When I bite into a lamb gyro with extra white sauce and veggie falafel over rice, I think I understand why no one smashed up Halal, why it's perfect after drunken party nights and intense protests, why flashbangs and pepperballs couldn't get people out of the line.
It's just so fucking good.


The lamb gyro clocks in at just $6, and I'll make the claim right now that this is among the best dishes under $10 in Charlotte.
The pita is warm and soft. It pulls apart with ease despite its relative thickness. The white sauce has a sweet undertone to it that's addictive, the kind of sauce you want to have your first taste of over and over again. You can note the well-timed cooking of the lamb by its texture, mostly soft but with definite structure. This shows a level of master timing on a griddle in a cart that some chefs can't pull off with an entire kitchen.
But it's those classic Mediterranean spices that do you in.

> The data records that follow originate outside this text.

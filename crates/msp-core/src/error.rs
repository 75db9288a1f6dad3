use thiserror::Error;

/// Result type alias for facade operations
pub type Result<T> = std::result::Result<T, MspError>;

/// Result type alias for collaborator operations
pub type ProviderResult<T> = std::result::Result<T, ProviderError>;

/// Errors raised by collaborators (CA client, identity manager, stores)
#[derive(Error, Debug, Clone, PartialEq, Eq)]
pub enum ProviderError {
    /// The requested user is not known to the identity manager or user store
    #[error("user not found")]
    UserNotFound,

    /// The CA rejected the request or could not be reached
    #[error("CA error: {message}")]
    Ca {
        /// Message reported by the CA client
        message: String,
    },

    /// Configuration is missing or invalid
    #[error("configuration error: {0}")]
    Config(String),

    /// Crypto suite failure (missing key, unsupported algorithm)
    #[error("crypto error: {0}")]
    Crypto(String),

    /// Credential store failure
    #[error("store error: {0}")]
    Store(String),

    /// Stored identity is inconsistent with its manager
    #[error("identity error: {0}")]
    Identity(String),

    /// Generic internal error
    #[error("internal error: {0}")]
    Internal(String),
}

impl ProviderError {
    /// Create a CA error from any message
    #[must_use]
    pub fn ca(message: impl Into<String>) -> Self {
        Self::Ca {
            message: message.into(),
        }
    }
}

/// Errors returned by the MSP facade
#[derive(Error, Debug, Clone, PartialEq, Eq)]
pub enum MspError {
    /// The facade could not be constructed
    #[error("failed to create MSP: {0}")]
    Construction(#[source] ProviderError),

    /// No identity manager is registered for the organization
    #[error("identity manager not found for organization '{organization}'")]
    CaClientUnavailable {
        /// Organization the facade is bound to
        organization: String,
    },

    /// The CA client could not be built from its dependencies
    #[error("failed to create CA client: {0}")]
    CaCreation(#[source] ProviderError),

    /// The user is not known to the identity manager
    #[error("user not found")]
    UserNotFound,

    /// The request failed validation before reaching the CA
    #[error("invalid request: {0}")]
    InvalidRequest(String),

    /// Collaborator error passed through unchanged
    #[error(transparent)]
    Provider(ProviderError),
}

impl MspError {
    /// Wrap a failure raised while building the facade
    ///
    /// The user-not-found variant is normalized rather than wrapped.
    #[must_use]
    pub fn construction(err: ProviderError) -> Self {
        match err {
            ProviderError::UserNotFound => Self::UserNotFound,
            other => Self::Construction(other),
        }
    }

    /// Wrap a failure raised while building a CA client
    ///
    /// The user-not-found variant is normalized rather than wrapped.
    #[must_use]
    pub fn ca_creation(err: ProviderError) -> Self {
        match err {
            ProviderError::UserNotFound => Self::UserNotFound,
            other => Self::CaCreation(other),
        }
    }

    /// Returns true if the user lookup came back empty
    #[must_use]
    pub const fn is_user_not_found(&self) -> bool {
        matches!(self, Self::UserNotFound)
    }

    /// Returns true if the error happened while building the facade
    #[must_use]
    pub const fn is_construction_error(&self) -> bool {
        matches!(self, Self::Construction(_))
    }

    /// Returns the collaborator error if this one was passed through
    #[must_use]
    pub const fn provider_error(&self) -> Option<&ProviderError> {
        match self {
            Self::Provider(err) => Some(err),
            _ => None,
        }
    }
}

impl From<ProviderError> for MspError {
    fn from(err: ProviderError) -> Self {
        match err {
            ProviderError::UserNotFound => Self::UserNotFound,
            other => Self::Provider(other),
        }
    }
}

#[cfg(test)]
mod tests {
    use super::*;

    #[test]
    fn test_sentinel_is_normalized() {
        let err: MspError = ProviderError::UserNotFound.into();
        assert_eq!(err, MspError::UserNotFound);
        assert!(err.is_user_not_found());
        assert!(err.provider_error().is_none());
    }

    #[test]
    fn test_other_errors_pass_through() {
        let source = ProviderError::ca("authentication failure");
        let err: MspError = source.clone().into();
        assert_eq!(err.provider_error(), Some(&source));
        assert_eq!(err.to_string(), source.to_string());
    }

    #[test]
    fn test_unavailable_message_names_org() {
        let err = MspError::CaClientUnavailable {
            organization: "Org1".into(),
        };
        assert_eq!(
            err.to_string(),
            "identity manager not found for organization 'Org1'"
        );
    }

    #[test]
    fn test_construction_predicate() {
        assert!(MspError::Construction(ProviderError::Config("x".into())).is_construction_error());
        assert!(!MspError::UserNotFound.is_construction_error());
    }

    #[test]
    fn test_wrapping_normalizes_sentinel() {
        assert_eq!(
            MspError::construction(ProviderError::UserNotFound),
            MspError::UserNotFound
        );
        assert_eq!(
            MspError::ca_creation(ProviderError::UserNotFound),
            MspError::UserNotFound
        );
    }

    #[test]
    fn test_wrapping_keeps_other_errors() {
        let source = ProviderError::Config("no CA".into());
        assert_eq!(
            MspError::construction(source.clone()),
            MspError::Construction(source.clone())
        );
        assert_eq!(
            MspError::ca_creation(source.clone()),
            MspError::CaCreation(source)
        );
    }
}
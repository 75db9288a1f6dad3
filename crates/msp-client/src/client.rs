//! Facade construction and collaborator resolution.

use crate::api::EnrollBuilder;
use crate::config::MspOptions;
use msp_core::ca::{CaClient, CaDependencies};
use msp_core::{ClientContext, IdentityManager, MspError, ProviderResult, Result};
use std::fmt;
use std::sync::Arc;
use tracing::{debug, warn};

/// Identity facade bound to one organization
#[derive(Clone)]
pub struct Msp {
    inner: Arc<MspInner>,
}

struct MspInner {
    organization: String,
    ctx: Arc<dyn ClientContext>,
}

impl Msp {
    /// Create a facade for the configured default organization
    pub fn new<P>(provider: P) -> Result<Self>
    where
        P: FnOnce() -> ProviderResult<Arc<dyn ClientContext>>,
    {
        MspBuilder::new(provider).build()
    }

    /// Create a builder for custom options
    #[must_use]
    pub fn builder<P>(provider: P) -> MspBuilder<P>
    where
        P: FnOnce() -> ProviderResult<Arc<dyn ClientContext>>,
    {
        MspBuilder::new(provider)
    }

    /// Organization this facade acts for
    #[must_use]
    pub fn organization(&self) -> &str {
        &self.inner.organization
    }

    /// Start an enrollment for a registered identity
    #[must_use]
    pub fn enroll(&self, enrollment_id: impl Into<String>) -> EnrollBuilder<'_> {
        EnrollBuilder::new(self, enrollment_id.into())
    }

    /// Identity manager registered for this organization
    pub(crate) fn identity_manager(&self) -> Result<Arc<dyn IdentityManager>> {
        self.inner
            .ctx
            .identity_manager(&self.inner.organization)
            .ok_or_else(|| {
                warn!(org = %self.inner.organization, "no identity manager for organization");
                MspError::CaClientUnavailable {
                    organization: self.inner.organization.clone(),
                }
            })
    }

    /// Build a CA client for this organization
    pub(crate) fn ca_client(&self) -> Result<Arc<dyn CaClient>> {
        let identity_manager = self.identity_manager()?;
        let ctx = &self.inner.ctx;
        let deps = CaDependencies {
            identity_manager,
            user_store: ctx.user_store(),
            crypto_suite: ctx.crypto_suite(),
            config: ctx.config(),
        };

        debug!(org = %self.inner.organization, "creating CA client");
        ctx.ca_client_factory()
            .create_ca_client(&self.inner.organization, deps)
            .map_err(MspError::ca_creation)
    }
}

impl fmt::Debug for Msp {
    fn fmt(&self, f: &mut fmt::Formatter<'_>) -> fmt::Result {
        f.debug_struct("Msp")
            .field("organization", &self.inner.organization)
            .finish_non_exhaustive()
    }
}

/// Builder for configuring an [`Msp`]
pub struct MspBuilder<P> {
    provider: P,
    options: MspOptions,
}

impl<P> MspBuilder<P>
where
    P: FnOnce() -> ProviderResult<Arc<dyn ClientContext>>,
{
    /// Create a builder around a session context provider
    #[must_use]
    pub fn new(provider: P) -> Self {
        Self {
            provider,
            options: MspOptions::default(),
        }
    }

    /// Act for `name` instead of the configured default organization
    #[must_use]
    pub fn organization(mut self, name: impl Into<String>) -> Self {
        self.options = self.options.organization(name);
        self
    }

    /// Replace all options at once
    #[must_use]
    pub fn options(mut self, options: MspOptions) -> Self {
        self.options = options;
        self
    }

    /// Build the facade
    ///
    /// The provider is called first. The client configuration is consulted
    /// only when no organization was given; a blank override counts as none.
    pub fn build(self) -> Result<Msp> {
        let ctx = (self.provider)().map_err(MspError::construction)?;

        let organization = match self.options.organization_override() {
            Some(org) => org.to_string(),
            None => {
                ctx.client_config()
                    .map_err(MspError::construction)?
                    .organization
            }
        };

        debug!(org = %organization, "MSP facade created");
        Ok(Msp {
            inner: Arc::new(MspInner { organization, ctx }),
        })
    }
}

I detected subtle use of chili powder and cumin, as well as thyme and oregano that added an aroma to every bite, creating a multi-sensory experience. There's a lot going on in this gyro at once, but it's a jam session that forms a concerto.
The crunchy veggies in the falafel defy logic. I know there's no way they're fresh, but damned if they don't taste it. If Halal Food Cart is pulling off fresh veggies in that space, all other Charlotte chefs are out of excuses. The falafel is crunchy and warm. Cumin and coriander counter-balance each other like two figure skaters.
I ate my food on a bench and listened to a helicopter circle over head.
In the last 90 days, I watched my neighborhood, Uptown, dry out like a dish towel. Then, I watched it explode like a powder keg. I've sat alone in my studio apartment for days on end, and I've chanted "Hands Up, Don't Shoot" as I was marched into a war-crime like trap by my city's police officers.
But sitting on that bench dripping white sauce all over my fingers, a thought occurred to me. This is the first time I've felt normal in months.
Black lives matter. I don't think we'll ever stop saying it. Shout out to the ones like Halal, who will stand with us in courage and do what they can to help. For these dudes, it's serving hungry freedom fighters some of the best food our city has.